Do you have any idea how naive and flat out ridiculous that is in 2022? Is that all you need to do? All I need to do is win the lottery and hypnotize Megan Fox for next Saturday night's date.

Five years ago, a team of programmers was whacking college hoops and totals every day. The lines moved a minimum of a point and a half, often two to three points every game they took. I have a dozen offshore accounts and was physically present at the sports book that was allowing them to wager, while others delayed opening lines so other books would take the hit. Not only that, for more than a week, I was getting the games directly leaked to me a maximum of ten minutes after they were chosen, and sometimes two to three minutes after they had been chosen. It was still too slow. The lines had moved the majority of what they were going to move.

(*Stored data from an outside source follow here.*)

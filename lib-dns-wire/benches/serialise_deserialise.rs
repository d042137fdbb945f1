use criterion::{black_box, criterion_group, criterion_main, BatchSize, Criterion};
use std::net::Ipv4Addr;

use dns_wire::protocol::types::*;

#[allow(non_snake_case)]
fn bench__question(c: &mut Criterion) {
    let message = Message::from_question(
        1234,
        Question {
            name: domain("www.example.com."),
            qtype: QueryType::Record(RecordType::A),
            qclass: QueryClass::Record(RecordClass::IN),
        },
    );

    c.bench_function("serialise/question", |b| {
        b.iter_batched(
            || message.clone(),
            |message| message.into_octets(),
            BatchSize::SmallInput,
        )
    });

    let serialised = message.into_octets().unwrap();
    c.bench_function("deserialise/question", |b| {
        b.iter(|| Message::from_octets(black_box(&serialised)))
    });
}

#[allow(non_snake_case)]
fn bench__answer__small(c: &mut Criterion) {
    let mut message = Message::from_question(
        1234,
        Question {
            name: domain("www.example.com."),
            qtype: QueryType::Record(RecordType::A),
            qclass: QueryClass::Record(RecordClass::IN),
        },
    )
    .make_response();

    message.answers = vec![a_record("www.example.com.", Ipv4Addr::new(1, 1, 1, 1))];

    c.bench_function("serialise/answer/small", |b| {
        b.iter_batched(
            || message.clone(),
            |message| message.into_octets(),
            BatchSize::SmallInput,
        )
    });

    let serialised = message.into_octets().unwrap();
    c.bench_function("deserialise/answer/small", |b| {
        b.iter(|| Message::from_octets(black_box(&serialised)))
    });
}

#[allow(non_snake_case)]
fn bench__answer__big(c: &mut Criterion) {
    let mut message = Message::from_question(
        1234,
        Question {
            name: domain("www.example.com."),
            qtype: QueryType::Record(RecordType::A),
            qclass: QueryClass::Record(RecordClass::IN),
        },
    )
    .make_response();

    let count = 128;

    for i in 0..count {
        message.answers.push(cname_record(
            "www.example.com.",
            &format!("www.cname-target-{:?}.example.com.", i),
        ));
    }
    for i in 0..count {
        message.authority.push(ns_record(
            &format!("cname-target-{:?}.example.com.", i),
            &format!("ns-{:?}.example.com.", i),
        ));
    }
    for i in 0..count {
        message.additional.push(a_record(
            &format!("ns-{:?}.example.com.", i),
            Ipv4Addr::new(1, 1, 1, 1),
        ));
    }

    c.bench_function("serialise/answer/big", |b| {
        b.iter_batched(
            || message.clone(),
            |message| message.into_octets(),
            BatchSize::SmallInput,
        )
    });

    let serialised = message.into_octets().unwrap();
    c.bench_function("deserialise/answer/big", |b| {
        b.iter(|| Message::from_octets(black_box(&serialised)))
    });
}

// TODO: reduce duplication with protocol::types::test_util
fn domain(name: &str) -> DomainName {
    DomainName::from_dotted_string(name).unwrap()
}

fn a_record(name: &str, address: Ipv4Addr) -> ResourceRecord {
    ResourceRecord {
        name: domain(name),
        rtype_with_data: RecordTypeWithData::A { address },
        rclass: RecordClass::IN,
        ttl: 300,
    }
}

fn cname_record(name: &str, target_name: &str) -> ResourceRecord {
    ResourceRecord {
        name: domain(name),
        rtype_with_data: RecordTypeWithData::CNAME {
            cname: domain(target_name),
        },
        rclass: RecordClass::IN,
        ttl: 300,
    }
}

fn ns_record(superdomain_name: &str, nameserver_name: &str) -> ResourceRecord {
    ResourceRecord {
        name: domain(superdomain_name),
        rtype_with_data: RecordTypeWithData::NS {
            nsdname: domain(nameserver_name),
        },
        rclass: RecordClass::IN,
        ttl: 300,
    }
}

criterion_group!(
    benches,
    bench__question,
    bench__answer__small,
    bench__answer__big,
);
criterion_main!(benches);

Now, can you find "weak" lines (I assume you mean slow or soft, which was the usual term) for props, especially regular season props? Yes, and good luck with that. Nothing wrong, as I always say, with free lunches and free dinners, if it's worth having well into five digits at a dozen or more books for those dinners. If lunch is free, you never go hungry, and I do it myself. But to present it as some kind of gambling strategy for serious betting is silly. You're dealing with prop limits and boutique offshores to try to snag the outliers.

I purposefully lived behind the Stardust for years because, back then, lines moved because of money. In fact, and someone like Jimmy Vacarro would probably know this off the top of his head but I do not, I believe it was a regulation (if not a law) for years that money was needed to move numbers. The Stardust, because it took large bets and had faith in its numbers, was often one of the last to move. It was like a time warp exploitation, which worked great for weather. Today, anyone can move a number for any reason. Money is not required. So there are very few "weak" or slow or delayed numbers out there anywhere, except occasionally at offshore boutique sports books.

Now I just laid out specific concrete examples of why this AP idea of exploiting "weak" numbers is immensely exaggerated. Weather is worth attacking like this, but unless it's December and football, you're pretty much out of luck.

There is one other issue. The numbers moves have to be correct for these allegedly "weak" numbers to be exploited. There is this presumption that moves are correct in some significant-edge way. That is a presumption. I do not know the numbers for sports other than football, so I'm not going to fake that I do. I think with Covid and the NBA sitting people out, Dan has the right approach for the NBA if you're lightning fast. But in football, non-weather line moves are barely an edge. As in very narrow marginally and varying immensely year-to-year. And again, to even attempt to attack slow numbers, which in football is a questionable and possibly non-existent edge, you need well into five digits scattered in a dozen places.

Go ahead, check the sides moves and totals moves in the NFL this year or for the last five years and see just how "weak" those allegedly weak numbers have been.